A continuous seismic monitoring system may be used to track the location of fronts associated with the injection. A front is a discontinuous and extended area forming a contact zone between two regions of the reservoir that have different physical properties, for example temperature, pressure, or saturation. In a geological context, the physical properties of one or more regions of the reservoir, located under the earth's surface, may have changed directly or indirectly due to the injection. The physical width of a given front due to a given injection will depend on various factors, such as the geology and the properties of the monitored reservoir. A front will propagate through the reservoir as the effects of the injection move through the subsurface. A front may travel at different speeds through different types of subsurface geology. The front propagation velocity of each type of front may depend on the static reservoir properties, such as the pressure, temperature, saturation, and/or viscosity of the reservoir. It may take days or weeks for a front to arrive at a particular location in and around a reservoir.

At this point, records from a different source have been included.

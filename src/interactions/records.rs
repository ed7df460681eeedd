use chrono::{DateTime, Utc};
use serde::{Deserialize, Serialize};

/// Author block rendered next to a comment.
#[derive(Debug, Clone, PartialEq, Eq, Serialize, Deserialize)]
pub struct CommentAuthor {
    pub name: String,
    pub username: String,
    #[serde(default)]
    pub avatar_url: Option<String>,
}

/// A confirmed comment. `id` and `created_at` always come from the backend.
#[derive(Debug, Clone, PartialEq, Eq, Serialize, Deserialize)]
pub struct Comment {
    pub id: String,
    pub author: CommentAuthor,
    pub content: String,
    pub created_at: DateTime<Utc>,
}

/// Paired flag and counter that must always move together.
#[derive(Debug, Clone, Copy, Default, PartialEq, Eq, Serialize, Deserialize)]
pub struct Toggle {
    pub active: bool,
    pub count: u64,
}

impl Toggle {
    pub fn new(active: bool, count: u64) -> Self {
        Self { active, count }
    }

    /// Flip the flag and move the counter one step in the same direction.
    pub fn flipped(self) -> Self {
        if self.active {
            Self {
                active: false,
                count: self.count.saturating_sub(1),
            }
        } else {
            Self {
                active: true,
                count: self.count.saturating_add(1),
            }
        }
    }
}

/// Interaction state for one post.
#[derive(Debug, Clone, PartialEq, Eq, Serialize)]
pub struct InteractionRecord {
    pub post_id: String,
    pub author_id: Option<String>,
    pub prompt: Option<String>,
    pub created_at: Option<DateTime<Utc>>,
    pub amplify: Toggle,
    pub is_bookmarked: bool,
    pub reply_count: u64,
    pub comments: Vec<Comment>,
}

impl InteractionRecord {
    pub fn amplify_count(&self) -> u64 {
        self.amplify.count
    }

    pub fn is_amplified(&self) -> bool {
        self.amplify.active
    }

    pub(crate) fn from_seed(post_id: &str, seed: PostSeed) -> Self {
        Self {
            post_id: post_id.to_string(),
            author_id: seed.author_id,
            prompt: seed.prompt,
            created_at: seed.created_at,
            amplify: Toggle::new(
                seed.is_amplified.unwrap_or(false),
                seed.amplify_count.unwrap_or(0),
            ),
            is_bookmarked: seed.is_bookmarked.unwrap_or(false),
            reply_count: seed.reply_count.unwrap_or(0),
            comments: seed.comments.unwrap_or_default(),
        }
    }

    /// Fill fields this record does not have yet. Interaction flags and
    /// counters already present are never touched.
    pub(crate) fn fill_missing(&mut self, seed: PostSeed) {
        if self.author_id.is_none() {
            self.author_id = seed.author_id;
        }
        if self.prompt.is_none() {
            self.prompt = seed.prompt;
        }
        if self.created_at.is_none() {
            self.created_at = seed.created_at;
        }
        if self.comments.is_empty()
            && let Some(comments) = seed.comments
        {
            self.comments = comments;
        }
    }
}

/// Follow state for one user.
#[derive(Debug, Clone, PartialEq, Eq, Serialize)]
pub struct UserRecord {
    pub user_id: String,
    pub name: Option<String>,
    pub username: Option<String>,
    pub avatar_url: Option<String>,
    pub follow: Toggle,
    pub following_count: u64,
}

impl UserRecord {
    pub fn is_following(&self) -> bool {
        self.follow.active
    }

    pub fn follower_count(&self) -> u64 {
        self.follow.count
    }

    pub(crate) fn from_seed(user_id: &str, seed: UserSeed) -> Self {
        Self {
            user_id: user_id.to_string(),
            name: seed.name,
            username: seed.username,
            avatar_url: seed.avatar_url,
            follow: Toggle::new(
                seed.is_following.unwrap_or(false),
                seed.follower_count.unwrap_or(0),
            ),
            following_count: seed.following_count.unwrap_or(0),
        }
    }

    pub(crate) fn fill_missing(&mut self, seed: UserSeed) {
        if self.name.is_none() {
            self.name = seed.name;
        }
        if self.username.is_none() {
            self.username = seed.username;
        }
        if self.avatar_url.is_none() {
            self.avatar_url = seed.avatar_url;
        }
    }
}

/// Partial post data a view knows when it first renders a post.
#[derive(Debug, Clone, Default, PartialEq, Eq, Deserialize)]
pub struct PostSeed {
    #[serde(default, alias = "user_id")]
    pub author_id: Option<String>,
    #[serde(default)]
    pub prompt: Option<String>,
    #[serde(default)]
    pub created_at: Option<DateTime<Utc>>,
    #[serde(default, alias = "amplifies")]
    pub amplify_count: Option<u64>,
    #[serde(default)]
    pub is_amplified: Option<bool>,
    #[serde(default)]
    pub is_bookmarked: Option<bool>,
    #[serde(default, alias = "replies")]
    pub reply_count: Option<u64>,
    #[serde(default)]
    pub comments: Option<Vec<Comment>>,
}

impl PostSeed {
    /// Field-wise merge where `self` wins and `fallback` fills the gaps.
    pub fn or(self, fallback: PostSeed) -> PostSeed {
        PostSeed {
            author_id: self.author_id.or(fallback.author_id),
            prompt: self.prompt.or(fallback.prompt),
            created_at: self.created_at.or(fallback.created_at),
            amplify_count: self.amplify_count.or(fallback.amplify_count),
            is_amplified: self.is_amplified.or(fallback.is_amplified),
            is_bookmarked: self.is_bookmarked.or(fallback.is_bookmarked),
            reply_count: self.reply_count.or(fallback.reply_count),
            comments: self.comments.or(fallback.comments),
        }
    }
}

/// Partial user data a view knows when it first renders a user.
#[derive(Debug, Clone, Default, PartialEq, Eq, Deserialize)]
pub struct UserSeed {
    #[serde(default)]
    pub name: Option<String>,
    #[serde(default)]
    pub username: Option<String>,
    #[serde(default)]
    pub avatar_url: Option<String>,
    #[serde(default)]
    pub is_following: Option<bool>,
    #[serde(default, alias = "followers")]
    pub follower_count: Option<u64>,
    #[serde(default, alias = "following")]
    pub following_count: Option<u64>,
}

A front may be a pressure front, a temperature front, a water front, a steam front, or any other suitable type of front. A pressure front indicates the boundary where the pressure of the subsurface has been changed due to the injection and/or the oil and water production. A temperature front indicates the boundary where the temperature of the subsurface has been changed by the injection. A water front or steam front indicates the boundary where the water or steam saturation of the subsurface has been changed by the injection. The fronts may not arrive at a location simultaneously. Generally, for a given injection, the pressure front travels faster than the temperature front, the water front, or the steam front. Generally for a steam injection, the temperature front travels faster than the water front and steam front.
Data gathered from a continuous seismic monitoring system may be used to determine a seismic attribute. A seismic attribute is a data point that can be extracted or derived from seismic data. The seismic data can be measured seismic data or computed synthetic data from a model of the reservoir. Seismic travel time and seismic amplitude are two examples of seismic attributes. Where seismic attributes are derived on repeated seismic surveys or continuous monitoring seismic surveys, the seismic attributes may be referred to as “time-lapse seismic attributes.”
Seismic data can be used to identify areas of the reservoir that have not yet been stimulated by an injection and to optimize the location for well placement of future injector wells or production wells. However, seismic data may not provide data for making predictions of the front arrival time or provide data to establish warnings based on early detection of a front. Thus, it would be useful to provide systems and methods that predict the front arrival time in seismic monitoring.